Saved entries
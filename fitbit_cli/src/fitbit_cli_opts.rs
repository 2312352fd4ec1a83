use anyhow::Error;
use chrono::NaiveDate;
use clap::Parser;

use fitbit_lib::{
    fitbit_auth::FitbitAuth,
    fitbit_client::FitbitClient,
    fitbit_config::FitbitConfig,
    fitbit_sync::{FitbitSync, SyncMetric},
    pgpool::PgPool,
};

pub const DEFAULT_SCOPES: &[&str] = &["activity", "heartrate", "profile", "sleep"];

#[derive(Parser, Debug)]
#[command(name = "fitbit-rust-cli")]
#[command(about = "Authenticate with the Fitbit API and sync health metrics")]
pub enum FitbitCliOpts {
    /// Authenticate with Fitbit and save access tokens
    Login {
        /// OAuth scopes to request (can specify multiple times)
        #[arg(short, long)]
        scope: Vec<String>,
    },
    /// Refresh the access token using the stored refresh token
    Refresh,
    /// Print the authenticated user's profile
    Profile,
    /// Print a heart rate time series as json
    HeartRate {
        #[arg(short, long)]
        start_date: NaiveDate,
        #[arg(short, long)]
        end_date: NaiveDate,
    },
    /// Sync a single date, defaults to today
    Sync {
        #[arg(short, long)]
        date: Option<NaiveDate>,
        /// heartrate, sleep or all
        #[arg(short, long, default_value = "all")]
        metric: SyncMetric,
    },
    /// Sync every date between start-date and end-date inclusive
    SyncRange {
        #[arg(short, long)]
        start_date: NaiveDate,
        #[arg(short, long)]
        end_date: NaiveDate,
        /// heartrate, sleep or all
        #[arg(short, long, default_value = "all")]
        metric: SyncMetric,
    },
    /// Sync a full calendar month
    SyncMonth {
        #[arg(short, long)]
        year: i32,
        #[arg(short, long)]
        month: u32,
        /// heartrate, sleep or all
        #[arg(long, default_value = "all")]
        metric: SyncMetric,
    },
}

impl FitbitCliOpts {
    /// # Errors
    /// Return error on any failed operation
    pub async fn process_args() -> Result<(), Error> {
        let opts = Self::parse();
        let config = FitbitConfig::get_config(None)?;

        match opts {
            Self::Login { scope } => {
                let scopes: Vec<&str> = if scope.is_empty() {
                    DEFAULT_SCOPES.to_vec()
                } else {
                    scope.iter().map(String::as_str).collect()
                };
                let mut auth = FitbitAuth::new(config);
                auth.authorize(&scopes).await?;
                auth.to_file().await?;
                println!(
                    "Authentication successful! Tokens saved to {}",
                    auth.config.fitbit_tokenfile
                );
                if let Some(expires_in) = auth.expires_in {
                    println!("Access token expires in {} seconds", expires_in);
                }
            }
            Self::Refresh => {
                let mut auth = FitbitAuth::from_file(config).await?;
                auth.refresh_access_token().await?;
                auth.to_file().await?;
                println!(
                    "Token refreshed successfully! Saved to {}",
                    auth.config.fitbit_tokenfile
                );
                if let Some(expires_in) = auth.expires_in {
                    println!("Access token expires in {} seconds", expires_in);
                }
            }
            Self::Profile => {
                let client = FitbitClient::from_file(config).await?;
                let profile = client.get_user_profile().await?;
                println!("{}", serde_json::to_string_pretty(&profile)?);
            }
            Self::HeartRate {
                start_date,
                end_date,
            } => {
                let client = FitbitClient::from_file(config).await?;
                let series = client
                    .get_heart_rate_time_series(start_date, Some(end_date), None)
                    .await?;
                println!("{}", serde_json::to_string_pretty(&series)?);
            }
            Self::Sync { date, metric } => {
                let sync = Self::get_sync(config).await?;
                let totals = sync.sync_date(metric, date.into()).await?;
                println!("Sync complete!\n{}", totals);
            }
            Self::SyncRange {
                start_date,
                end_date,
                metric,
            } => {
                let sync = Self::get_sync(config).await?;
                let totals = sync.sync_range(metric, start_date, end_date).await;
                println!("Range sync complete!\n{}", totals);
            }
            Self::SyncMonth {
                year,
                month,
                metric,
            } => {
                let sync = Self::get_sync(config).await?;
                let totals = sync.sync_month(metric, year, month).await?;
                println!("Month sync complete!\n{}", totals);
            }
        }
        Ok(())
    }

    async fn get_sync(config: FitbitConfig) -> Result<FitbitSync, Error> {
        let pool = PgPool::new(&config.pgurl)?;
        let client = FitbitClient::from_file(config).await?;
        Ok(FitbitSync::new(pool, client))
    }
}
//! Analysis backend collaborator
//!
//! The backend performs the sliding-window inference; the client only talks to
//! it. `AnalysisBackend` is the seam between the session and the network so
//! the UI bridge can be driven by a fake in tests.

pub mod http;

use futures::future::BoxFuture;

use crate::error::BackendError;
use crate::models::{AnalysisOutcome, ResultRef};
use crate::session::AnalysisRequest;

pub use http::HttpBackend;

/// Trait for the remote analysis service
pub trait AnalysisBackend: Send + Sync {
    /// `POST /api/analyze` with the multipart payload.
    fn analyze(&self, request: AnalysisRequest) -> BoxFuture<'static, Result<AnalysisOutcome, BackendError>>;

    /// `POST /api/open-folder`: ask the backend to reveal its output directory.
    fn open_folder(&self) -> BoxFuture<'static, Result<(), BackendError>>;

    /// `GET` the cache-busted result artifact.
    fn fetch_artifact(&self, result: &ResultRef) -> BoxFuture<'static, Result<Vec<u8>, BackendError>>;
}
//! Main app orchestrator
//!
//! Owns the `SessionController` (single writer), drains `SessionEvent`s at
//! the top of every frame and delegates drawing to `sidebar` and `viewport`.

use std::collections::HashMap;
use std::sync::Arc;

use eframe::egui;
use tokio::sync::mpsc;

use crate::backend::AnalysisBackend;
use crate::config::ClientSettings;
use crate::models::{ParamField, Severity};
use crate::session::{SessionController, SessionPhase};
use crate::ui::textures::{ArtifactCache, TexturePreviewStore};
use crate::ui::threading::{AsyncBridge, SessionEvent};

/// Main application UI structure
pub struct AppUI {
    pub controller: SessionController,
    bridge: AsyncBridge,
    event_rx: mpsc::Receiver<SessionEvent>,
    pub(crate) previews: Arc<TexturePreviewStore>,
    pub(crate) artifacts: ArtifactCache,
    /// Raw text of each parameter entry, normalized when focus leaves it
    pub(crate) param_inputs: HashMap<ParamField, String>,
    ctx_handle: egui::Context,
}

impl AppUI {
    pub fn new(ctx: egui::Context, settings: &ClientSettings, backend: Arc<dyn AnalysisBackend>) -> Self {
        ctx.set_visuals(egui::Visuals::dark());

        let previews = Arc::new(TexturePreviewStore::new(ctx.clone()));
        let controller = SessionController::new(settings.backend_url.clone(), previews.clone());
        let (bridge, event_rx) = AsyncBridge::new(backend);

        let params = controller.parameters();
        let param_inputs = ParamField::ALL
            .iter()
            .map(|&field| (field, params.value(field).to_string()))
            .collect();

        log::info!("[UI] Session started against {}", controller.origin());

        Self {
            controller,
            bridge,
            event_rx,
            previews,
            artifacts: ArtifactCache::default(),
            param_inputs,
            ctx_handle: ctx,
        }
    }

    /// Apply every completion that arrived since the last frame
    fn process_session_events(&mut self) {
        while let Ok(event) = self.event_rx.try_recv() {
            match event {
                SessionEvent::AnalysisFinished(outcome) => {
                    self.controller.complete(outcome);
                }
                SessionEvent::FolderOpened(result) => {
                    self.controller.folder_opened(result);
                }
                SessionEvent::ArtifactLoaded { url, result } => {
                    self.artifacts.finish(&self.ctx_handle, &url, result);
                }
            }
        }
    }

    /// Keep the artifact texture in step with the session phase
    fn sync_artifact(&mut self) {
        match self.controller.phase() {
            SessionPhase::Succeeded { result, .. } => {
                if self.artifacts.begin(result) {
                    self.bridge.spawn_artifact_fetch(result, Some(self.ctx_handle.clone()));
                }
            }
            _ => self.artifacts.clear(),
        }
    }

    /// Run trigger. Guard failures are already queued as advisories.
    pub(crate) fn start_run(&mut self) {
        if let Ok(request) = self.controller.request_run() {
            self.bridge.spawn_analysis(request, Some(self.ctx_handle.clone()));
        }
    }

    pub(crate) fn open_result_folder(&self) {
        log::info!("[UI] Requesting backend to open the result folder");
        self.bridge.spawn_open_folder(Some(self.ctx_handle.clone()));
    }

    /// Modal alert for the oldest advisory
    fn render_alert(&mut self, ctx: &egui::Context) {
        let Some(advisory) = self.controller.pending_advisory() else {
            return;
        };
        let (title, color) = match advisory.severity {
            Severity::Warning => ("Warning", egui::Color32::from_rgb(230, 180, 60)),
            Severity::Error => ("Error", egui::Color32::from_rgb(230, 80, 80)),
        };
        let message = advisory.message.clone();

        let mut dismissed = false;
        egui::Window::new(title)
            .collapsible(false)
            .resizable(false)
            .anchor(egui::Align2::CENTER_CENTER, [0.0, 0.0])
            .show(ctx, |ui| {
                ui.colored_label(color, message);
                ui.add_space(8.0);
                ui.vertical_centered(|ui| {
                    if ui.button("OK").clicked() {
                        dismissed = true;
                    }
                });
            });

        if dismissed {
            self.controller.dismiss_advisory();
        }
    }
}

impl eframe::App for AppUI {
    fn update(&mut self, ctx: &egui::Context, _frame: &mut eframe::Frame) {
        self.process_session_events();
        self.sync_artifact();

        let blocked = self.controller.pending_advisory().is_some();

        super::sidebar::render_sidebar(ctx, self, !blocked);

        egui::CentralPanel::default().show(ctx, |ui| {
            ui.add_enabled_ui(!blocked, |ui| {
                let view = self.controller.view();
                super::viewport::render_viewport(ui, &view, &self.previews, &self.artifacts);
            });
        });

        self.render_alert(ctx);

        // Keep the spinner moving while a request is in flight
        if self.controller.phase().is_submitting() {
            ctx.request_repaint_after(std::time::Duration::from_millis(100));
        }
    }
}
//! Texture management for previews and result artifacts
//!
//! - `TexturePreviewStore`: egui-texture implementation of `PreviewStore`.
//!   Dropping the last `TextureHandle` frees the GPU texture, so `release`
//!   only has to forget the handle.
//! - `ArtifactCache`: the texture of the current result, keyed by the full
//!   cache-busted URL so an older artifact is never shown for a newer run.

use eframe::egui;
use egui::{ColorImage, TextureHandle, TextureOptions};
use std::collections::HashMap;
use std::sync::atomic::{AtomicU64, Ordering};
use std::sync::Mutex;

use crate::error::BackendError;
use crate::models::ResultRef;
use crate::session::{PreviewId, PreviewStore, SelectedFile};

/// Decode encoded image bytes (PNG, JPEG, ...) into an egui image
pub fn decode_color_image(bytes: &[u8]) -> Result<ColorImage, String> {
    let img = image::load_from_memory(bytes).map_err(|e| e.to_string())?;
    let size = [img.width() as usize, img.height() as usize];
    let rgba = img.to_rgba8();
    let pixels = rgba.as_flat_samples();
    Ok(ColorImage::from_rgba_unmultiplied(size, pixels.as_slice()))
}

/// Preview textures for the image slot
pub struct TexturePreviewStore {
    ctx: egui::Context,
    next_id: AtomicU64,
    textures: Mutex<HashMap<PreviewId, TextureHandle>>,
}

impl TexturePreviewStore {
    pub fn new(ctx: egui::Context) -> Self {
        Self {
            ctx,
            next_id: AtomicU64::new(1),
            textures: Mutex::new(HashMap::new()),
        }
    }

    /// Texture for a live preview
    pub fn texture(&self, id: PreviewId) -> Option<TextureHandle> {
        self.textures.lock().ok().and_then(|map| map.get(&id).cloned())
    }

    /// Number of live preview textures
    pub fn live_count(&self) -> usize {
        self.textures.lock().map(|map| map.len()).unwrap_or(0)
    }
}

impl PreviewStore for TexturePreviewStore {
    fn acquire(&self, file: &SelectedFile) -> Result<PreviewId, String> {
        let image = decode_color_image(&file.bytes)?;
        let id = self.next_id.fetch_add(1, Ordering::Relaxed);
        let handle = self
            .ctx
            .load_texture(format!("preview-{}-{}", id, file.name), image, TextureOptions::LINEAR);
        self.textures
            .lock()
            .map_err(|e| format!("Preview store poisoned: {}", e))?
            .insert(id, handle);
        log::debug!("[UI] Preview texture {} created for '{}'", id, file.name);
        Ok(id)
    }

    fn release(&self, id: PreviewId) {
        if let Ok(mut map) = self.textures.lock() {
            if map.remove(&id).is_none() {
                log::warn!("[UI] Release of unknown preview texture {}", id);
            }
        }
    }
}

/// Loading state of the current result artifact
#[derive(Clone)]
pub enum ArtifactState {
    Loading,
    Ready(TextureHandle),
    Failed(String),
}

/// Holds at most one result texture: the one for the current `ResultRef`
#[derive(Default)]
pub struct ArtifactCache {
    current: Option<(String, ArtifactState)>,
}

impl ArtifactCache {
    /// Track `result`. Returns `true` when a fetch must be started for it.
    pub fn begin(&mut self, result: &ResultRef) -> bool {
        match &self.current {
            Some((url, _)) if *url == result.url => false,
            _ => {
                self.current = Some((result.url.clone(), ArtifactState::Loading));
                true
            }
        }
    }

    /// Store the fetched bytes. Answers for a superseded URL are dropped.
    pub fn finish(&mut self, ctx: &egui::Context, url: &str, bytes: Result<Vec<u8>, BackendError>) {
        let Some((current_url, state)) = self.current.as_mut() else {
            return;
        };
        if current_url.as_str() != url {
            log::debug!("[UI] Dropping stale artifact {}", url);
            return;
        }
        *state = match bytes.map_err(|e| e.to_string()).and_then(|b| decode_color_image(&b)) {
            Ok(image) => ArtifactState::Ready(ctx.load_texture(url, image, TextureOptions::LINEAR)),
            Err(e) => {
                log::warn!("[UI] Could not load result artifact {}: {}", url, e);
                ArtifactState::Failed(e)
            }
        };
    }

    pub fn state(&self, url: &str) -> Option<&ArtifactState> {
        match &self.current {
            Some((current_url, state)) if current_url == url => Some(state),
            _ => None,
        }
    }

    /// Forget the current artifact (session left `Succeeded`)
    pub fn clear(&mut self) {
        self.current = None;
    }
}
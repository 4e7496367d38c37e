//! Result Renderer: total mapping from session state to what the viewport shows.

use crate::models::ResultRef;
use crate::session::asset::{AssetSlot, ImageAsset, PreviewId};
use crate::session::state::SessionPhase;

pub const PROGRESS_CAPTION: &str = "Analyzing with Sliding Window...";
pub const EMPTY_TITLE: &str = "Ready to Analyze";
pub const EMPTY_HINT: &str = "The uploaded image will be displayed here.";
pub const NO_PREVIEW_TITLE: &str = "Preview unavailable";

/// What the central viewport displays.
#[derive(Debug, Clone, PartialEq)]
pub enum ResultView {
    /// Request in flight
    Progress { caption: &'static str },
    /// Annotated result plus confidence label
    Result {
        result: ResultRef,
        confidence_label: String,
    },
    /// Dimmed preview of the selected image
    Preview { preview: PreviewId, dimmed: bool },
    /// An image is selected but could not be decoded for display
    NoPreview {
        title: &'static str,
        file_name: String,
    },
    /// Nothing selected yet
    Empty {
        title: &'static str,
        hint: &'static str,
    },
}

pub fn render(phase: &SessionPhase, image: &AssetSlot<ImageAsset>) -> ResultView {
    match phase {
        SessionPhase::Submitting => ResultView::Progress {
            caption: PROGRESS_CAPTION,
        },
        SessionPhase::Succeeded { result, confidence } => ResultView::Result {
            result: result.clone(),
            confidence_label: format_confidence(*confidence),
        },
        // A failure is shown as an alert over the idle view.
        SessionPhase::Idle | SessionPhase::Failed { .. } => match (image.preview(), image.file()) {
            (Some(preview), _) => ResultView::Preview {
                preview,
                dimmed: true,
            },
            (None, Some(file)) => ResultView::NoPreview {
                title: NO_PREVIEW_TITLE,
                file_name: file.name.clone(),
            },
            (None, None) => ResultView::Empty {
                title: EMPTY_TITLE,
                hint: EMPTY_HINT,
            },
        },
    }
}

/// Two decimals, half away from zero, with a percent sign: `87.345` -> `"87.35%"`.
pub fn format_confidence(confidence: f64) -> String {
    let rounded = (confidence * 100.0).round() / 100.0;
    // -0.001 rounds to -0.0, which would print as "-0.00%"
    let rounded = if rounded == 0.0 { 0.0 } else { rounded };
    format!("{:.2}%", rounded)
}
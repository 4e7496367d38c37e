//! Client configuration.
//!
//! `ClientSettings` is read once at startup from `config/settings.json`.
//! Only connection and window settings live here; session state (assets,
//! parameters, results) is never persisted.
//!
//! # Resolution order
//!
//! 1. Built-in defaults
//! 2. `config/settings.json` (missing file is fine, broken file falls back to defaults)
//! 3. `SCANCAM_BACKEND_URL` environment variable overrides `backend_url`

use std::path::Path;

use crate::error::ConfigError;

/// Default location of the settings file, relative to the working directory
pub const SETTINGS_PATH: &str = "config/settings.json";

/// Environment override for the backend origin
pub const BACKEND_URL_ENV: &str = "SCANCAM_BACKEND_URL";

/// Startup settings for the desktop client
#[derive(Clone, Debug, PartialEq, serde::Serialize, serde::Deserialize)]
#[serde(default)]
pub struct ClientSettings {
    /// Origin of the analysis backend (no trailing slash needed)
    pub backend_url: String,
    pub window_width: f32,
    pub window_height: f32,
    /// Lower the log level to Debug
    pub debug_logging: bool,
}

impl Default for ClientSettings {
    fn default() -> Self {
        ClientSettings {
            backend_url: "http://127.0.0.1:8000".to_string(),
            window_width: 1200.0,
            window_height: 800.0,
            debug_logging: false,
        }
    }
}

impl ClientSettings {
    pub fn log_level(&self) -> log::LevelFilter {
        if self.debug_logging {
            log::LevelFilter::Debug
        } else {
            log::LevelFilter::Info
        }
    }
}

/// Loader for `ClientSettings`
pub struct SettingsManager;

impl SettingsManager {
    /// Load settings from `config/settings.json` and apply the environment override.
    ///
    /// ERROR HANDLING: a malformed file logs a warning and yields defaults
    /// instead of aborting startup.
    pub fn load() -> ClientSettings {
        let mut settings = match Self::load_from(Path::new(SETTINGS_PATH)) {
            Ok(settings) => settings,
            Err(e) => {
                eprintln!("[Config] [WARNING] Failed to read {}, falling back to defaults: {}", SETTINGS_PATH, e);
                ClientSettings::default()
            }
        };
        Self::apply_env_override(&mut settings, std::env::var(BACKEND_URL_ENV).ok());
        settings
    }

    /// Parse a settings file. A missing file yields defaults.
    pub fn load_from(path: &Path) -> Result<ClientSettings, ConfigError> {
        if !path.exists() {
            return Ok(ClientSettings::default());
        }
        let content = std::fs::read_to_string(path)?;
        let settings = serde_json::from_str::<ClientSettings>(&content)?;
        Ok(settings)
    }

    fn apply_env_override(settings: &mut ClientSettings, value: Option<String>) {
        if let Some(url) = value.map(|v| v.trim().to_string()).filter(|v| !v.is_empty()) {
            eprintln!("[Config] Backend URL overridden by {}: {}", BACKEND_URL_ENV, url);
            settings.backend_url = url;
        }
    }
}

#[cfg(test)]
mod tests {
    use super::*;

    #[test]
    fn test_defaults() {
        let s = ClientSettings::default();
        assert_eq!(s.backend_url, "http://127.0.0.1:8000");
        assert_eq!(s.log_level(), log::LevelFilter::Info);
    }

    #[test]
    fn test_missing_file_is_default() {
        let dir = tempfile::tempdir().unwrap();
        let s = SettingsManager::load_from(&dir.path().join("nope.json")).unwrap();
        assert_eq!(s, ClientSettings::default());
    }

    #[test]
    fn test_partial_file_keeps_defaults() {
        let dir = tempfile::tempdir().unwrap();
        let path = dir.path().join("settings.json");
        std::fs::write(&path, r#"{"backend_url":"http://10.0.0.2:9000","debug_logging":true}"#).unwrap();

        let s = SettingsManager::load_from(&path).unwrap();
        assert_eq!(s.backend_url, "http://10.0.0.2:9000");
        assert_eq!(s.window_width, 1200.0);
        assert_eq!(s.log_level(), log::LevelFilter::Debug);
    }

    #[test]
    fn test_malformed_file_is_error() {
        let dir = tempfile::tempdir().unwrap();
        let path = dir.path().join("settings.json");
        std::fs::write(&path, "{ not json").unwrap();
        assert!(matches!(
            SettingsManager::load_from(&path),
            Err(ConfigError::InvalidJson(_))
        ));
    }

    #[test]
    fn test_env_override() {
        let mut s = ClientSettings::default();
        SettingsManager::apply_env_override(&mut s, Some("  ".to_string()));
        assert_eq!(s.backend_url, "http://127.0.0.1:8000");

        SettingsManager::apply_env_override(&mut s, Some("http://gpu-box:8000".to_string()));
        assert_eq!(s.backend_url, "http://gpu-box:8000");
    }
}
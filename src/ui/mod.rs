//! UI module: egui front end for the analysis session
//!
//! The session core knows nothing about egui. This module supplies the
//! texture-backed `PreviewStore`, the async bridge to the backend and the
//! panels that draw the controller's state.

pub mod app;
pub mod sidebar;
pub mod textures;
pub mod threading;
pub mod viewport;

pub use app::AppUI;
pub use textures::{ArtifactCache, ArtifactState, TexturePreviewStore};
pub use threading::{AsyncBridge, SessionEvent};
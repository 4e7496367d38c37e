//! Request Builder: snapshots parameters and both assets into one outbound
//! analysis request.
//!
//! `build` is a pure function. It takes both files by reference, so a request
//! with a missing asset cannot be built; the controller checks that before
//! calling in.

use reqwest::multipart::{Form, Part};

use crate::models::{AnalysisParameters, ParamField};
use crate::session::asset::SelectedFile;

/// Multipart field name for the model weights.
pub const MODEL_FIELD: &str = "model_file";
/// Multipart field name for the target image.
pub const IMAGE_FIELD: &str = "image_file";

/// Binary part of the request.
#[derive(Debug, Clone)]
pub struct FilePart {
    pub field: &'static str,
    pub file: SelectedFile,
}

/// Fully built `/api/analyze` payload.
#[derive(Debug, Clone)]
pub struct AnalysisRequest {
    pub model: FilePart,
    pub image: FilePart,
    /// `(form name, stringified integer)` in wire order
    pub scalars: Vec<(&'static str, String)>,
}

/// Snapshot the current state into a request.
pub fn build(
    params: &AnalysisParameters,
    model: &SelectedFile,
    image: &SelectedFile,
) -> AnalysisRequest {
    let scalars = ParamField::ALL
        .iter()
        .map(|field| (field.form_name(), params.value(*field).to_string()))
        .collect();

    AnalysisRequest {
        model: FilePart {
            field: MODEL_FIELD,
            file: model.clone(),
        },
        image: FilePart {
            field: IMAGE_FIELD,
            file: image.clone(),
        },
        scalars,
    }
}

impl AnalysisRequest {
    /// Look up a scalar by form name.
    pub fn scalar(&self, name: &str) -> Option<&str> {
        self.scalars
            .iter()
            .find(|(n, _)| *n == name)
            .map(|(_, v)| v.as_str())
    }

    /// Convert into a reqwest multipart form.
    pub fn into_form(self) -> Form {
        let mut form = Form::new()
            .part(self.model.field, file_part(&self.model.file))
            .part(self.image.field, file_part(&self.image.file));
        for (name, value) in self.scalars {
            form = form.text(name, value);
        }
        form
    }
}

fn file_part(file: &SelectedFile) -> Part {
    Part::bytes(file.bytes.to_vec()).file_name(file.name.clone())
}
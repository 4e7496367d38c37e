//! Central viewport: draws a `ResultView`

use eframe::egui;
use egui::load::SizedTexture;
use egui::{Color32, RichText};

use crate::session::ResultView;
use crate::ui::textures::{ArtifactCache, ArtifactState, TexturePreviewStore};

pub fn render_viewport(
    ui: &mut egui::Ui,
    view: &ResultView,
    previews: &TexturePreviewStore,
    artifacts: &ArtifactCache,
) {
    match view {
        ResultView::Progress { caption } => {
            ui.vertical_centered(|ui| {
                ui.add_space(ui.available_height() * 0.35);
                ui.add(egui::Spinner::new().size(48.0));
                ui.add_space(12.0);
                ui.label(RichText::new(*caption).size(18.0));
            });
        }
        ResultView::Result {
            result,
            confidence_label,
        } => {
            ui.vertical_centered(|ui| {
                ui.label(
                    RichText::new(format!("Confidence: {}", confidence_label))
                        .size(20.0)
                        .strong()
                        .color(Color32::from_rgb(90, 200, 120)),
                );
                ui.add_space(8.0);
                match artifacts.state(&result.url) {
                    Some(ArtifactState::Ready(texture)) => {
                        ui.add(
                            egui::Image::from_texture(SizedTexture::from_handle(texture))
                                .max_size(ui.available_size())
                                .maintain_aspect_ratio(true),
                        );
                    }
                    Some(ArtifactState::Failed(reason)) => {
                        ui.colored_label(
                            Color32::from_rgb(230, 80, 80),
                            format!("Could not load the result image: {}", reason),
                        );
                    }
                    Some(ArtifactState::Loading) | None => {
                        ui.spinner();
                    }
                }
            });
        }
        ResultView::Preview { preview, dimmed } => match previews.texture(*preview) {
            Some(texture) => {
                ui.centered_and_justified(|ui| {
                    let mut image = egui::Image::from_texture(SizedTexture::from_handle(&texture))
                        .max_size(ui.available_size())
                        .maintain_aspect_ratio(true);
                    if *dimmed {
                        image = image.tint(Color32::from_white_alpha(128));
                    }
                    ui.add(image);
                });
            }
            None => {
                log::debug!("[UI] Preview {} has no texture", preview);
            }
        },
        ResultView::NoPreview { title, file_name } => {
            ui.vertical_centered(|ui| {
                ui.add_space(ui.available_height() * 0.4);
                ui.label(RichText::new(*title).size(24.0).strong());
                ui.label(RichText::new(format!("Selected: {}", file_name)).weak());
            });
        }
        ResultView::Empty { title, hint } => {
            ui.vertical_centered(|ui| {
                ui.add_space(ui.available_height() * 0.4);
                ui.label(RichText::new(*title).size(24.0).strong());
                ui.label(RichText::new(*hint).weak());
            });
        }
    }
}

Goal of the exercise: Say how many lines in the records above hold "begin", and give no other text.

Result of this exercise: 2